- Data extracts -
□ □ □ □ □ □ □

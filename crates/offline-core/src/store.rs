//! Durable key/value backends for the persisted queue.
//!
//! The coordinator only needs three synchronous operations on a string blob.
//! Every backend must have completed the write by the time `set`/`delete`
//! return, which is what makes `queue_action` durable on return.

use std::collections::HashMap;
use std::path::{Path, PathBuf};
use std::sync::{Mutex, PoisonError};

use redb::{Database, TableDefinition};
use tracing::debug;

use crate::error::{Result, SyncError};
use crate::io;

pub trait KeyValueStore: Send + Sync {
    fn get(&self, key: &str) -> Result<Option<String>>;
    fn set(&self, key: &str, value: &str) -> Result<()>;
    fn delete(&self, key: &str) -> Result<()>;
}

// ---------------------------------------------------------------------------
// MemoryStore
// ---------------------------------------------------------------------------

/// Process-local store. Survives coordinator restarts within one process,
/// which is enough for tests and for embedding without persistence.
#[derive(Debug, Default)]
pub struct MemoryStore {
    entries: Mutex<HashMap<String, String>>,
}

impl MemoryStore {
    pub fn new() -> Self {
        Self::default()
    }

    pub fn len(&self) -> usize {
        self.entries
            .lock()
            .unwrap_or_else(PoisonError::into_inner)
            .len()
    }

    pub fn is_empty(&self) -> bool {
        self.len() == 0
    }
}

impl KeyValueStore for MemoryStore {
    fn get(&self, key: &str) -> Result<Option<String>> {
        let entries = self.entries.lock().unwrap_or_else(PoisonError::into_inner);
        Ok(entries.get(key).cloned())
    }

    fn set(&self, key: &str, value: &str) -> Result<()> {
        let mut entries = self.entries.lock().unwrap_or_else(PoisonError::into_inner);
        entries.insert(key.to_string(), value.to_string());
        Ok(())
    }

    fn delete(&self, key: &str) -> Result<()> {
        let mut entries = self.entries.lock().unwrap_or_else(PoisonError::into_inner);
        entries.remove(key);
        Ok(())
    }
}

// ---------------------------------------------------------------------------
// FileStore
// ---------------------------------------------------------------------------

/// One file per key under `dir`, written atomically.
pub struct FileStore {
    dir: PathBuf,
}

impl FileStore {
    /// The directory is created lazily on the first `set`.
    pub fn new(dir: &Path) -> Self {
        Self {
            dir: dir.to_path_buf(),
        }
    }

    fn path(&self, key: &str) -> Result<PathBuf> {
        let valid = !key.is_empty()
            && key
                .chars()
                .all(|c| c.is_ascii_alphanumeric() || c == '-' || c == '_' || c == '.')
            && !key.starts_with('.');
        if !valid {
            return Err(SyncError::Store(format!("invalid key for file store: '{key}'")));
        }
        Ok(self.dir.join(format!("{key}.json")))
    }
}

impl KeyValueStore for FileStore {
    fn get(&self, key: &str) -> Result<Option<String>> {
        io::read_if_exists(&self.path(key)?)
    }

    fn set(&self, key: &str, value: &str) -> Result<()> {
        let path = self.path(key)?;
        io::atomic_write(&path, value.as_bytes())?;
        debug!(path = %path.display(), bytes = value.len(), "wrote key");
        Ok(())
    }

    fn delete(&self, key: &str) -> Result<()> {
        let path = self.path(key)?;
        io::remove_if_exists(&path)
    }
}

// ---------------------------------------------------------------------------
// RedbStore
// ---------------------------------------------------------------------------

const KV: TableDefinition<&str, &str> = TableDefinition::new("kv");

/// Single-table redb database. Each `set`/`delete` is its own committed
/// write transaction.
pub struct RedbStore {
    db: Database,
}

fn db_err(e: impl std::fmt::Display) -> SyncError {
    SyncError::Store(e.to_string())
}

impl RedbStore {
    /// Open or create the database at `path`.
    ///
    /// Creates the `kv` table if it doesn't already exist.
    pub fn open(path: &Path) -> Result<Self> {
        if let Some(parent) = path.parent() {
            io::ensure_dir(parent)?;
        }
        let db = Database::create(path).map_err(db_err)?;
        // Ensure the table exists before any reads
        let wt = db.begin_write().map_err(db_err)?;
        wt.open_table(KV).map_err(db_err)?;
        wt.commit().map_err(db_err)?;
        Ok(Self { db })
    }
}

impl KeyValueStore for RedbStore {
    fn get(&self, key: &str) -> Result<Option<String>> {
        let rt = self.db.begin_read().map_err(db_err)?;
        let table = rt.open_table(KV).map_err(db_err)?;
        let value = table.get(key).map_err(db_err)?;
        Ok(value.map(|v| v.value().to_string()))
    }

    fn set(&self, key: &str, value: &str) -> Result<()> {
        let wt = self.db.begin_write().map_err(db_err)?;
        {
            let mut table = wt.open_table(KV).map_err(db_err)?;
            table.insert(key, value).map_err(db_err)?;
        }
        wt.commit().map_err(db_err)?;
        Ok(())
    }

    fn delete(&self, key: &str) -> Result<()> {
        let wt = self.db.begin_write().map_err(db_err)?;
        {
            let mut table = wt.open_table(KV).map_err(db_err)?;
            table.remove(key).map_err(db_err)?;
        }
        wt.commit().map_err(db_err)?;
        Ok(())
    }
}

// ---------------------------------------------------------------------------
// Tests
// ---------------------------------------------------------------------------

□ □ □ □ □ □ □

- Activity -
Reproduce the listing above exactly as far as the line with "Every backend must", that line included.

- Result of the exercise -
filename crates/offline-core/src/store.rs
//! Durable key/value backends for the persisted queue.
//!
//! The coordinator only needs three synchronous operations on a string blob.
//! Every backend must have completed the write by the time `set`/`delete`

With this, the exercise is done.